High-functioning autism. People with this disorder don’t get the joke, or most other interpersonal cues that society takes for granted. They have difficulty with communication and social skills, and can become preoccupied with one narrow subject. But they are typically bright and often excel in math, science and high-tech. Unrecognized and untreated until recently, the disorder is now the focus of research, classes and hope.
Ashton Smith knew he didn’t fit in.
The 16-year-old Mountlake Terrace boy couldn’t make friends. The jokes, camaraderie and easy conversation typical of teenagers were beyond his grasp. The social cues that guide most people through the world were as impenetrable to him as a concrete wall.
The problems are typical for people like Smith, who suffer from Asperger syndrome, a neurological malady that dooms many of its victims to a lonely life and dead-end jobs despite higher-than-average intelligence.
In Smith’s case, the condition, a form of autism, may have been a factor in his death earlier this month.
More than five weeks after his mother reported him missing, the boy’s body was discovered in the woods near their apartment. He was shot once in the head by a handgun that lay at his side. (See related story.) Though police haven’t determined whether the death was suicide or homicide, Smith’s parents said he had been depressed and had tried to kill himself once before.
“I hope this will bring to light how isolated these kids are and how misunderstood,” said Helen Powell, who runs the Asperger Support Network in Seattle. “Their world can look pretty bleak.”
Threats of suicide are very common, even among youngsters, said Powell, whose 17-year-old son has Asperger syndrome. “I’ve heard it from 4- and 5-year-olds.”
Until nine years ago, the disorder went unrecognized, and kids who had it were simply labeled “weird.”
“When the diagnosis became official in 1994, schools finally had a place to put that ‘weird’ kid they’d been diagnosing with ADD (attention-deficit disorder) or whatever,” said Mary Meyer, whose daughter has Asperger and who heads the adult chapter of the Asperger Syndrome Education Network in Northern New Jersey, where she lives.
An estimated one out of every 1,000 people suffers from the syndrome, named for the Austrian pediatrician who first described it in 1944. Much progress has been made in identifying children with the disorder, but there remain thousands of adults who were never correctly diagnosed.
Meyer’s 28-year-old daughter, Susan, saw psychiatrists from the age of 5 but was only given a name for her problem when she was in college.
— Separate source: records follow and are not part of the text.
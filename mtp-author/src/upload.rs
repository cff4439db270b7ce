use log::warn;
use mtp_proto::{MtpSession, ObjectId, UploadStream};
use zcommon::Result;

use crate::cache::TrackIdCache;
use crate::library_cache::LibraryCache;
use crate::property_list::{encode_prop_list, PropValue};
use crate::props::{self, format};
use crate::result::ZuneUploadResult;

pub struct TrackUploadRequest<'a> {
    pub artist: &'a str,
    pub artist_guid: Option<&'a str>,
    pub album: &'a str,
    pub album_artist: Option<&'a str>,
    pub year: u32,
    pub title: &'a str,
    pub genre: &'a str,
    pub filename: &'a str,
    pub track_number: u16,
    pub disc_number: u16,
    pub duration_ms: u32,
    pub cover_jpeg: Option<&'a [u8]>,
}

fn date_authored(year: u32) -> String {
    format!("{:04}0101T160000.0", year)
}

fn track_prop_list(req: &TrackUploadRequest) -> Vec<u8> {
    let album_artist = req.album_artist.unwrap_or(req.artist);
    encode_prop_list(&[
        (props::PROP_OBJECT_FILENAME, PropValue::Str(req.filename.to_string())),
        (props::PROP_ZUNE_COLLECTION_ID, PropValue::U8(0)),
        (props::PROP_META_GENRE, PropValue::U16(1)),
        (props::PROP_ZUNE_0XDAB2, PropValue::U8(0)),
        (props::PROP_ALBUM_NAME, PropValue::Str(req.album.to_string())),
        (props::PROP_ALBUM_ARTIST, PropValue::Str(album_artist.to_string())),
        (props::PROP_DISC_NUMBER, PropValue::U16(0)),
        (props::PROP_TRACK_NAME, PropValue::Str(req.title.to_string())),
        (props::PROP_DURATION, PropValue::U32(req.duration_ms)),
        (props::PROP_TRACK_NUMBER, PropValue::U16(req.track_number)),
        (props::PROP_ARTIST, PropValue::Str(req.artist.to_string())),
        (props::PROP_GENRE, PropValue::Str(req.genre.to_string())),
        (props::PROP_DATE_AUTHORED, PropValue::Str(date_authored(req.year))),
    ])
}

fn link_track_to_album(
    session: &mut dyn MtpSession,
    album_id: ObjectId,
    track_id: ObjectId,
) -> Result<()> {
    let mut refs = session.get_object_references(album_id).unwrap_or_default();
    if !refs.contains(&track_id) {
        refs.push(track_id);
    }
    session.set_object_references(album_id, &refs)
}

/// Drives the full upload-track sequence of the authoring sequencer: steps
/// 1-9 (container get-or-create, GUID validate, track entry, audio stream,
/// cover art, link, finalize).
pub fn upload_track(
    session: &mut dyn MtpSession,
    library: &mut LibraryCache,
    track_ids: &mut TrackIdCache,
    req: &TrackUploadRequest,
    audio: &mut dyn UploadStream,
) -> Result<ZuneUploadResult> {
    let artist = library.artist_or_create(session, req.artist, req.artist_guid)?;
    let album = library.album_or_create(session, artist.id, req.album, Some(req.year))?;

    if let Some(guid) = req.artist_guid {
        if let Err(e) = session.operation_922a(guid) {
            warn!("artist GUID validate trigger failed (non-fatal): {e}");
        }
    }

    let format = format::from_extension(req.filename);
    let prop_list = track_prop_list(req);
    let track_id = session.send_object_prop_list(
        library.storage_id(),
        album.id,
        format,
        audio.total_size(),
        &prop_list,
    )?;
    session.send_object(audio)?;

    if let Some(cover) = req.cover_jpeg {
        session.set_object_property(
            album.id,
            props::PROP_REPRESENTATIVE_SAMPLE_DATA,
            cover,
        )?;
        session.set_object_property(
            album.id,
            props::PROP_REPRESENTATIVE_SAMPLE_FORMAT,
            &props::SAMPLE_FORMAT_JPEG.to_le_bytes(),
        )?;
    }

    link_track_to_album(session, album.id, track_id)?;

    if let Err(e) = session.operation_9217(1) {
        warn!("post-upload sync trigger failed (non-fatal): {e}");
    }
    if let Err(e) = session.operation_9802(props::PROP_NAME, track_id) {
        warn!("post-upload property-query trigger failed (non-fatal): {e}");
    }

    track_ids.insert(album.id, req.title, track_id);

    Ok(ZuneUploadResult::success(track_id, album.id, artist.id))
}

#[cfg(test)]
mod tests {
    use super::*;

    #[test]
    fn date_authored_pins_to_jan_first_at_1600() {
        assert_eq!(date_authored(1979), "19790101T160000.0");
    }

    #[test]
    fn wma_extension_selects_wma_format() {
        assert_eq!(format::from_extension("Song.wma"), format::WMA);
        assert_eq!(format::from_extension("Song.mp3"), format::MP3);
    }
}
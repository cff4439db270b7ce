//! PPP framing: flag-delimited frames with byte stuffing and a CRC-16/X-25
//! frame check sequence, plus a reassembler that carries an incomplete
//! frame across USB reads.

const FLAG: u8 = 0x7E;
const ESCAPE: u8 = 0x7D;
const ESCAPE_XOR: u8 = 0x20;

pub const PROTO_IPV4: u16 = 0x0021;
pub const PROTO_LCP: u16 = 0xC021;
pub const PROTO_IPCP: u16 = 0x8021;
pub const PROTO_CCP: u16 = 0x80FD;

fn needs_escaping(byte: u8) -> bool {
    byte == FLAG || byte == ESCAPE || byte < 0x20
}

/// CRC-16/X-25: poly 0x1021 reflected (0x8408), init 0xFFFF, final XOR
/// 0xFFFF, LSB-first over the bitstream.
fn fcs16(data: &[u8]) -> u16 {
    let mut fcs: u16 = 0xFFFF;
    for &byte in data {
        fcs ^= byte as u16;
        for _ in 0..8 {
            if fcs & 1 != 0 {
                fcs = (fcs >> 1) ^ 0x8408;
            } else {
                fcs >>= 1;
            }
        }
    }
    !fcs
}

fn push_escaped(out: &mut Vec<u8>, byte: u8) {
    if needs_escaping(byte) {
        out.push(ESCAPE);
        out.push(byte ^ ESCAPE_XOR);
    } else {
        out.push(byte);
    }
}

/// Builds one complete flag-delimited PPP frame: protocol field (1 byte if
/// compressible, else 2), payload, FCS-16, all escaped, bracketed by 0x7E.
pub fn frame(payload: &[u8], protocol: u16) -> Vec<u8> {
    let mut body = Vec::with_capacity(payload.len() + 4);
    if protocol & 0xFF00 == 0 && protocol & 1 == 1 {
        body.push(protocol as u8);
    } else {
        body.extend_from_slice(&protocol.to_be_bytes());
    }
    body.extend_from_slice(payload);

    let fcs = fcs16(&body);
    body.extend_from_slice(&fcs.to_le_bytes());

    let mut out = Vec::with_capacity(body.len() * 2 + 2);
    out.push(FLAG);
    for &byte in &body {
        push_escaped(&mut out, byte);
    }
    out.push(FLAG);
    out
}

#[derive(Debug, Clone, PartialEq, Eq)]
pub struct UnframeError;

/// Unescapes and validates one already-flag-stripped frame body (protocol +
/// payload + 2-byte FCS), returning the payload and protocol on success.
fn decode_body(body: &[u8]) -> Result<(Vec<u8>, u16), UnframeError> {
    let mut unescaped = Vec::with_capacity(body.len());
    let mut iter = body.iter().copied();
    while let Some(byte) = iter.next() {
        if byte == ESCAPE {
            let next = iter.next().ok_or(UnframeError)?;
            unescaped.push(next ^ ESCAPE_XOR);
        } else {
            unescaped.push(byte);
        }
    }

    if unescaped.len() < 3 {
        return Err(UnframeError);
    }
    let (data, fcs_bytes) = unescaped.split_at(unescaped.len() - 2);
    let received_fcs = u16::from_le_bytes([fcs_bytes[0], fcs_bytes[1]]);
    if fcs16(data) != received_fcs {
        return Err(UnframeError);
    }

    if data.is_empty() {
        return Err(UnframeError);
    }
    let (protocol, payload) = if data[0] & 1 != 0 {
        (data[0] as u16, &data[1..])
    } else {
        if data.len() < 2 {
            return Err(UnframeError);
        }
        (u16::from_be_bytes([data[0], data[1]]), &data[2..])
    };

    Ok((payload.to_vec(), protocol))
}

/// Decode exactly one frame: `data` must start with a flag and contain a
/// matching closing flag. Used directly by tests; the dispatcher instead
/// drives [`FrameReassembler`] over a stream of USB reads.
pub fn unframe(data: &[u8]) -> Result<(Vec<u8>, u16), UnframeError> {
    if data.len() < 2 || data[0] != FLAG || *data.last().unwrap() != FLAG {
        return Err(UnframeError);
    }
    decode_body(&data[1..data.len() - 1])
}

/// Carries a partial frame across bulk-IN reads and extracts every complete
/// frame from a chunk of freshly read bytes, possibly several concatenated
/// back-to-back.
#[derive(Default)]
pub struct FrameReassembler {
    pending: Vec<u8>,
    in_frame: bool,
}

impl FrameReassembler {
    pub fn new() -> Self {
        Self::default()
    }

    /// Feed freshly read bytes; returns every complete `(payload, protocol)`
    /// frame found. Malformed frames are dropped (logged by the caller),
    /// not surfaced as an error, since one corrupt frame must not block
    /// frames following it in the same read.
    pub fn feed(&mut self, chunk: &[u8]) -> Vec<(Vec<u8>, u16)> {
        let mut out = Vec::new();
        for &byte in chunk {
            if byte == FLAG {
                if self.in_frame && !self.pending.is_empty() {
                    if let Ok(frame) = decode_body(&self.pending) {
                        out.push(frame);
                    }
                    self.pending.clear();
                    self.in_frame = false;
                } else {
                    self.pending.clear();
                    self.in_frame = true;
                }
            } else if self.in_frame {
                self.pending.push(byte);
            }
        }
        out
    }
}

#[cfg(test)]
mod tests {
    use super::*;

    #[test]
    fn round_trips_payload_containing_control_bytes() {
        let payload = vec![0x7E, 0x7D, 0x03, 0x21, 0x00, 0xFF];
        let framed = frame(&payload, PROTO_IPV4);
        assert_eq!(framed[0], FLAG);
        assert_eq!(*framed.last().unwrap(), FLAG);
        assert!(framed[1..framed.len() - 1]
            .windows(1)
            .filter(|w| w[0] == FLAG)
            .count()
            == 0);
        let (decoded_payload, protocol) = unframe(&framed).unwrap();
        assert_eq!(decoded_payload, payload);
        assert_eq!(protocol, PROTO_IPV4);
    }

    #[test]
    fn protocol_field_compresses_only_when_high_byte_zero_and_odd() {
        // 0x0021 (IPv4) qualifies: high byte 0, low byte odd -> single-byte form.
        let framed = frame(&[0x01], PROTO_IPV4);
        assert_eq!(framed.len(), 1 /*flag*/ + 1 /*proto*/ + 1 /*payload*/ + 2 /*fcs*/ + 1 /*flag*/);
        let (_, protocol) = unframe(&framed).unwrap();
        assert_eq!(protocol, PROTO_IPV4);

        // 0x8021 (IPCP) does not qualify: high byte nonzero -> two-byte form.
        let framed_ipcp = frame(&[0x01], PROTO_IPCP);
        assert_eq!(framed_ipcp.len(), 1 + 2 + 1 + 2 + 1);
        let (_, protocol) = unframe(&framed_ipcp).unwrap();
        assert_eq!(protocol, PROTO_IPCP);
    }

    #[test]
    fn reassembler_extracts_frame_split_across_two_reads() {
        let payload = b"hello world, this is a longer payload".to_vec();
        let framed = frame(&payload, PROTO_IPV4);
        let mid = framed.len() / 2;
        let mut reassembler = FrameReassembler::new();
        let mut frames = reassembler.feed(&framed[..mid]);
        assert!(frames.is_empty());
        frames.extend(reassembler.feed(&framed[mid..]));
        assert_eq!(frames.len(), 1);
        assert_eq!(frames[0].0, payload);
        assert_eq!(frames[0].1, PROTO_IPV4);
    }

    #[test]
    fn reassembler_extracts_multiple_frames_from_one_chunk() {
        let a = frame(b"AAA", PROTO_IPCP);
        let b = frame(b"BBB", PROTO_CCP);
        let mut concatenated = a;
        concatenated.extend_from_slice(&b);
        let mut reassembler = FrameReassembler::new();
        let frames = reassembler.feed(&concatenated);
        assert_eq!(frames.len(), 2);
        assert_eq!(frames[0].1, PROTO_IPCP);
        assert_eq!(frames[1].1, PROTO_CCP);
    }
}
use std::path::PathBuf;
use async_trait::async_trait;
use chrono::{DateTime, Utc};
use tokio::fs::{self, File};
use tokio::io::{AsyncWriteExt, BufWriter};
use tracing::debug;

use crate::errors::{Result, VigilError};
use crate::frame::Frame;

/// A finished raw clip handed from a recorder to the finalizer
#[derive(Debug, Clone)]
pub struct FinishedClip {
    pub camera_id: String,
    pub path: PathBuf,
    pub start_time: DateTime<Utc>,
    pub end_time: DateTime<Utc>,
    pub frame_count: u64,
}

/// Creates per-recording clip writers
#[async_trait]
pub trait ClipStore: Send + Sync {
    async fn create(&self, camera_id: &str, start_time: DateTime<Utc>) -> Result<Box<dyn ClipWriter>>;
}

#[async_trait]
pub trait ClipWriter: Send {
    fn path(&self) -> PathBuf;
    async fn write_frame(&mut self, frame: &Frame) -> Result<()>;
    async fn finish(&mut self) -> Result<()>;
}

/// Writes raw clips as concatenated JPEG frames (`.mjpeg`) under `output_dir`
pub struct MjpegClipStore {
    output_dir: PathBuf,
}

impl MjpegClipStore {
    pub fn new(output_dir: impl Into<PathBuf>) -> Self {
        Self { output_dir: output_dir.into() }
    }

    fn clip_path(&self, camera_id: &str, start_time: DateTime<Utc>) -> PathBuf {
        let suffix = uuid::Uuid::new_v4().simple().to_string();
        self.output_dir.join(format!(
            "{}_{}_{}.mjpeg",
            camera_id,
            start_time.format("%Y%m%d_%H%M%S"),
            &suffix[..8]
        ))
    }
}

#[async_trait]
impl ClipStore for MjpegClipStore {
    async fn create(&self, camera_id: &str, start_time: DateTime<Utc>) -> Result<Box<dyn ClipWriter>> {
        fs::create_dir_all(&self.output_dir).await.map_err(|e| {
            VigilError::recorder_io(format!("cannot create {}: {}", self.output_dir.display(), e))
        })?;

        let path = self.clip_path(camera_id, start_time);
        let file = File::create(&path).await.map_err(|e| {
            VigilError::recorder_io(format!("cannot create {}: {}", path.display(), e))
        })?;
        debug!("[{}] Opened clip file {}", camera_id, path.display());

        Ok(Box::new(MjpegClipWriter {
            path,
            writer: BufWriter::new(file),
        }))
    }
}

struct MjpegClipWriter {
    path: PathBuf,
    writer: BufWriter<File>,
}

#[async_trait]
impl ClipWriter for MjpegClipWriter {
    fn path(&self) -> PathBuf {
        self.path.clone()
    }

    async fn write_frame(&mut self, frame: &Frame) -> Result<()> {
        self.writer.write_all(&frame.data).await.map_err(|e| {
            VigilError::recorder_io(format!("write to {} failed: {}", self.path.display(), e))
        })
    }

    async fn finish(&mut self) -> Result<()> {
        self.writer.flush().await?;
        self.writer.get_mut().sync_all().await?;
        Ok(())
    }
}
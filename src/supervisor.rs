use std::collections::HashMap;
use std::sync::Arc;
use futures_util::future::join_all;
use tokio::sync::{mpsc, watch, Mutex, RwLock};
use tokio::task::JoinHandle;
use tracing::{debug, error, info, warn};

use crate::camera_loop::{self, CameraSnapshot, PipelineContext};
use crate::errors::Result;
use crate::registry::{CameraRegistry, RegistryEvent};
use crate::signal::StopSignal;

/// A running ingestion loop and the means to stop it
struct IngestionSession {
    address: String,
    stop: StopSignal,
    task: JoinHandle<()>,
}

impl IngestionSession {
    async fn shutdown(self, camera_id: &str) {
        self.stop.trigger();
        if let Err(e) = self.task.await {
            error!("[{}] Ingestion loop ended abnormally: {}", camera_id, e);
        }
    }
}

#[derive(Default)]
struct CameraSlot {
    session: Option<IngestionSession>,
    retired: bool,
}

/// Owns one ingestion loop per camera id.
///
/// Every operation on a camera holds that camera's slot lock for its whole
/// duration, so start/stop/restart of the same camera are serialized while
/// different cameras never wait on each other.
pub struct Supervisor {
    ctx: Arc<PipelineContext>,
    slots: RwLock<HashMap<String, Arc<Mutex<CameraSlot>>>>,
    statuses: RwLock<HashMap<String, watch::Receiver<CameraSnapshot>>>,
}

impl Supervisor {
    pub fn new(ctx: Arc<PipelineContext>) -> Self {
        Self {
            ctx,
            slots: RwLock::new(HashMap::new()),
            statuses: RwLock::new(HashMap::new()),
        }
    }

    /// Lock the slot for `camera_id`, creating it when missing. A slot retired
    /// by a concurrent stop is replaced rather than reused.
    async fn lock_slot(&self, camera_id: &str) -> tokio::sync::OwnedMutexGuard<CameraSlot> {
        loop {
            let slot = {
                let mut slots = self.slots.write().await;
                slots.entry(camera_id.to_string()).or_default().clone()
            };
            let guard = slot.lock_owned().await;
            if !guard.retired {
                return guard;
            }
        }
    }

    /// Start ingestion for a camera, replacing (and fully joining) any loop it already has
    pub async fn start(&self, camera_id: &str, address: &str) {
        let mut slot = self.lock_slot(camera_id).await;

        if let Some(previous) = slot.session.take() {
            info!(
                "[{}] Restarting ingestion: {} -> {}",
                camera_id, previous.address, address
            );
            previous.shutdown(camera_id).await;
        }

        let stop = StopSignal::new();
        let (task, status) = camera_loop::spawn(camera_id, address, self.ctx.clone(), stop.clone());
        self.statuses.write().await.insert(camera_id.to_string(), status);
        slot.session = Some(IngestionSession {
            address: address.to_string(),
            stop,
            task,
        });
        info!("[{}] Camera started", camera_id);
    }

    /// Stop a camera and drop all of its state. Returns false when nothing was running.
    ///
    /// Waits until the loop has exited, which includes handing off an active recording.
    pub async fn stop(&self, camera_id: &str) -> bool {
        let exists = self.slots.read().await.contains_key(camera_id);
        if !exists {
            return false;
        }

        let mut slot = self.lock_slot(camera_id).await;
        let session = slot.session.take();
        let was_running = session.is_some();

        if let Some(session) = session {
            info!("[{}] Stopping camera", camera_id);
            session.shutdown(camera_id).await;
        }

        slot.retired = true;
        self.slots.write().await.remove(camera_id);
        self.statuses.write().await.remove(camera_id);
        drop(slot);

        if was_running {
            info!("[{}] Camera stopped", camera_id);
        }
        was_running
    }

    /// Stop every camera concurrently and wait for all of them
    pub async fn stop_all(&self) {
        let camera_ids = self.running_cameras().await;
        info!("Stopping {} cameras", camera_ids.len());
        join_all(camera_ids.iter().map(|id| self.stop(id))).await;
    }

    pub async fn snapshot(&self, camera_id: &str) -> Option<CameraSnapshot> {
        self.statuses
            .read()
            .await
            .get(camera_id)
            .map(|rx| rx.borrow().clone())
    }

    pub async fn running_cameras(&self) -> Vec<String> {
        let mut ids: Vec<String> = self.statuses.read().await.keys().cloned().collect();
        ids.sort();
        ids
    }

    /// Start every camera the registry lists
    pub async fn start_from_registry(&self, registry: &dyn CameraRegistry) -> Result<usize> {
        let cameras = registry.list_cameras().await?;
        for camera in &cameras {
            self.start(&camera.id, &camera.address).await;
        }
        Ok(cameras.len())
    }

    pub async fn apply(&self, event: RegistryEvent) {
        match event {
            RegistryEvent::Added(camera) => {
                info!("Camera '{}' added", camera.id);
                self.start(&camera.id, &camera.address).await;
            }
            RegistryEvent::Updated(camera) => {
                info!("Camera '{}' updated", camera.id);
                self.start(&camera.id, &camera.address).await;
            }
            RegistryEvent::Removed(camera_id) => {
                info!("Camera '{}' removed", camera_id);
                if !self.stop(&camera_id).await {
                    warn!("Camera '{}' was not running", camera_id);
                }
            }
        }
    }

    /// Apply registry events until the channel closes and every queued event
    /// has been applied. Events for one camera are applied in order by a
    /// per-camera worker; a slow stop of one camera does not hold up the others.
    pub async fn follow_registry(self: Arc<Self>, events: mpsc::Receiver<RegistryEvent>) {
        RegistryFollower::new(self).run(events).await;
    }
}

struct RegistryWorker {
    tx: mpsc::UnboundedSender<RegistryEvent>,
    pending: usize,
    removed: bool,
}

/// Routes registry events to per-camera workers and drops idle workers of removed cameras
struct RegistryFollower {
    supervisor: Arc<Supervisor>,
    workers: HashMap<String, RegistryWorker>,
    done_tx: mpsc::UnboundedSender<String>,
    done_rx: mpsc::UnboundedReceiver<String>,
}

impl RegistryFollower {
    fn new(supervisor: Arc<Supervisor>) -> Self {
        let (done_tx, done_rx) = mpsc::unbounded_channel();
        Self {
            supervisor,
            workers: HashMap::new(),
            done_tx,
            done_rx,
        }
    }

    async fn run(mut self, mut events: mpsc::Receiver<RegistryEvent>) {
        let mut events_open = true;

        while events_open || !self.workers.is_empty() {
            tokio::select! {
                event = events.recv(), if events_open => match event {
                    Some(event) => self.dispatch(event),
                    None => {
                        events_open = false;
                        self.workers.retain(|_, worker| worker.pending > 0);
                    }
                },
                Some(camera_id) = self.done_rx.recv() => self.complete(&camera_id, !events_open),
            }
        }
    }

    fn dispatch(&mut self, event: RegistryEvent) {
        let camera_id = event.camera_id().to_string();
        let removed = matches!(event, RegistryEvent::Removed(_));

        let event = match self.workers.get_mut(&camera_id) {
            Some(worker) => match worker.tx.send(event) {
                Ok(()) => {
                    worker.pending += 1;
                    worker.removed = removed;
                    return;
                }
                Err(mpsc::error::SendError(event)) => event,
            },
            None => event,
        };

        let (tx, mut rx) = mpsc::unbounded_channel();
        let supervisor = self.supervisor.clone();
        let done = self.done_tx.clone();
        let worker_camera = camera_id.clone();
        tokio::spawn(async move {
            while let Some(event) = rx.recv().await {
                supervisor.apply(event).await;
                if done.send(worker_camera.clone()).is_err() {
                    break;
                }
            }
        });

        let pending = match tx.send(event) {
            Ok(()) => 1,
            Err(_) => {
                warn!("[{}] Registry worker exited before receiving an event", camera_id);
                0
            }
        };
        self.workers.insert(camera_id, RegistryWorker { tx, pending, removed });
    }

    /// One event for `camera_id` has been applied. An idle worker is dropped once
    /// its camera was removed or no more events can arrive.
    fn complete(&mut self, camera_id: &str, closing: bool) {
        let Some(worker) = self.workers.get_mut(camera_id) else {
            return;
        };
        worker.pending = worker.pending.saturating_sub(1);
        if worker.pending == 0 && (worker.removed || closing) {
            self.workers.remove(camera_id);
            debug!("[{}] Registry worker released", camera_id);
        }
    }
}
By that time, the young woman was seriously depressed.
Every week now, Susan Meyer attends a social-skills group at West Bergen Mental Healthcare in Ridgewood, N.J.
Karen Roe started the Seattle Asperger Syndrome Education and Support Group five years ago after struggling with the condition herself and watching her son, now 11, face the same social awkwardness that set her apart from others.
“I always felt like I didn’t belong on the same planet,” she said.
Roe, who became a counselor specializing in Asperger, offers an intensive training program called “The Gift of Gab” to help teens and adults learn how to converse more easily and read other people’s body language and moods.
People with Asperger are often particularly competent in high-tech fields. In 2001, Wired magazine ran an article suggesting that the couplings of technologically brilliant but socially inept people may be to blame for huge increases in the number of children with Asperger syndrome and autism in areas such as California’s Silicon Valley.
Roe says her training program is particularly useful for people who hold jobs at Boeing, Microsoft and other Northwest technology companies.
“They can often get the job,” she said, “but it’s hard for them to hold it because of their difficulty with communication and social skills.”
Movies with no sound Dr. Jeanne Marron, clinical director for Asperger services at West Bergen, said the above-average intelligence of most of her clients makes it possible to teach them how to read and react to social cues, an instinctive skill they lack.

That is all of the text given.